Principal Investigators

Jeffrey A. Whitsett, M.D. (Contact PI)
Cincinnati Children's Hospital Medical Center

S. Stephen Potter, Ph.D.
Cincinnati Children's Hospital Medical Center

Research Description

Our research plan focuses to the generation and analysis of detailed NexGen gene expression data for both human and mouse lung from the late canalicular-saccular through the alveolar periods of development. The lung is comprised of diverse parenchymal- and hematopoietic derived cells, whose abundance, differentiation, and functions vary developmentally, regionally, and among species. Temporal and spatial interactions among diverse cell types orchestrate formation and function of the lung. While many of the genes and networks regulating lung formation are shared among vertebrate species, the physiology, structure and regional specific cell types, and gene expression patterns vary between murine and human lung. To effectively translate data from mouse models to humans, it is critical to understand their molecular similarities and differences at the cellular level. We will generate a detailed cell specific RNA database for human and mouse lung parenchyma. Single cell RNA-seq will be interpreted with data derived from laser capture microdissection (LCM), FACS, RNA analyses, and molecular imaging to create an expression map of human and mouse lung. Computational and "systems biology" approaches will integrate these data to create readily accessible databases that will synergize research related to pulmonary development, disease, and function. This application will focus to the analysis of cells from normal lung parenchyma (e.g., conducing airway and alveolar epithelial cells; vascular endothelial cells, including venous, arterial, lymphatic, and capillary cells; stromal and adventitial cells, including fibroblasts, pericytes, myofibroblasts, and cartilage; and neuroepithelial and neuronal cells).

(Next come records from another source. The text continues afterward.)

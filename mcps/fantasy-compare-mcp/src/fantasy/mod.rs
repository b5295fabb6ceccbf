//! Fantasy basketball comparison core
//!
//! Pure and synchronous: validate two records, score them, decide winners and
//! derive dashboard data. No I/O happens below this module.

pub mod category;
pub mod compare;
pub mod dashboard;
pub mod record;
pub mod scoring;

use serde_json::Value;

pub use category::Category;
pub use compare::{compare_category, CategoryResult, CategoryTally, Outcome, OverallWinner};
pub use dashboard::{build_dashboard, DashboardData, HeadToHeadPoint, RadarPoint};
pub use record::{
    validate_pair, validate_record, Problem, RecordSlot, StatRecord, ValidationError,
    ValidationErrors,
};
pub use scoring::{overflow_errors, score, FantasyScore, ScoringWeights};

/// Validate both raw records and build the dashboard.
///
/// Nothing is scored unless both records pass validation.
pub fn compare(
    player1: &Value,
    player2: &Value,
    season: &str,
    weights: &ScoringWeights,
) -> Result<DashboardData, ValidationErrors> {
    let (first, second) = validate_pair(player1, player2)?;
    compare_records(first, second, season, weights)
}

/// Build the dashboard from typed records.
///
/// Both records are checked with [`StatRecord::check`] and must be scorable
/// under `weights`, so every number in the result is finite.
pub fn compare_records(
    first: StatRecord,
    second: StatRecord,
    season: &str,
    weights: &ScoringWeights,
) -> Result<DashboardData, ValidationErrors> {
    let mut errors = Vec::new();
    for (slot, record) in [(RecordSlot::Player1, &first), (RecordSlot::Player2, &second)] {
        match record.check(slot) {
            Ok(()) => errors.extend(scoring::overflow_errors(record, slot, weights)),
            Err(e) => errors.extend(e.into_vec()),
        }
    }

    // Each score can be finite while their difference is not.
    if errors.is_empty() {
        let margin = score(&first, weights).raw - score(&second, weights).raw;
        if !margin.is_finite() {
            for slot in [RecordSlot::Player1, RecordSlot::Player2] {
                errors.push(ValidationError {
                    record: slot,
                    field: "score",
                    problem: Problem::TooLarge,
                });
            }
        }
    }

    ValidationErrors::from_vec(errors)?;
    Ok(build_dashboard(first, second, season, weights))
}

Aim 1: Cell Specific NexGen RNA Analyses to Create an "Atlas" of Gene Expression In the Murine Lung. Single cell isolation, FACS purification, and LCM of lung parenchymal cells, and RNA-Seq will create a temporal-spatial map of gene expression in the mouse from E15.5 to postnatal day 28.

Aim 2: Cell Specific NexGen RNA Analysis to Create an Atlas of Gene Expression In Human Fetal Lung. Single cell isolation, LCM, and FACS analysis followed by RNA-Seq will create a map of the temporal-spatial patterns of the gene expression during human lung formation from 22 weeks of gestation through the postnatal-alveolar period.

Aim 3: Bioinformatics Analysis of NexGen RNAs to Define Gene Expression During Murine and Human Lung Formation. Bioinformatics and computational biology of RNA sequence data from the murine and human lung studies will be analyzed, curated using defined anatomic ontologies, and integrated to provide a sensitive and quantitative measure of gene expression patterns of the precise RNA splice forms, microRNAs and other noncoding RNAs expressed during lung formation.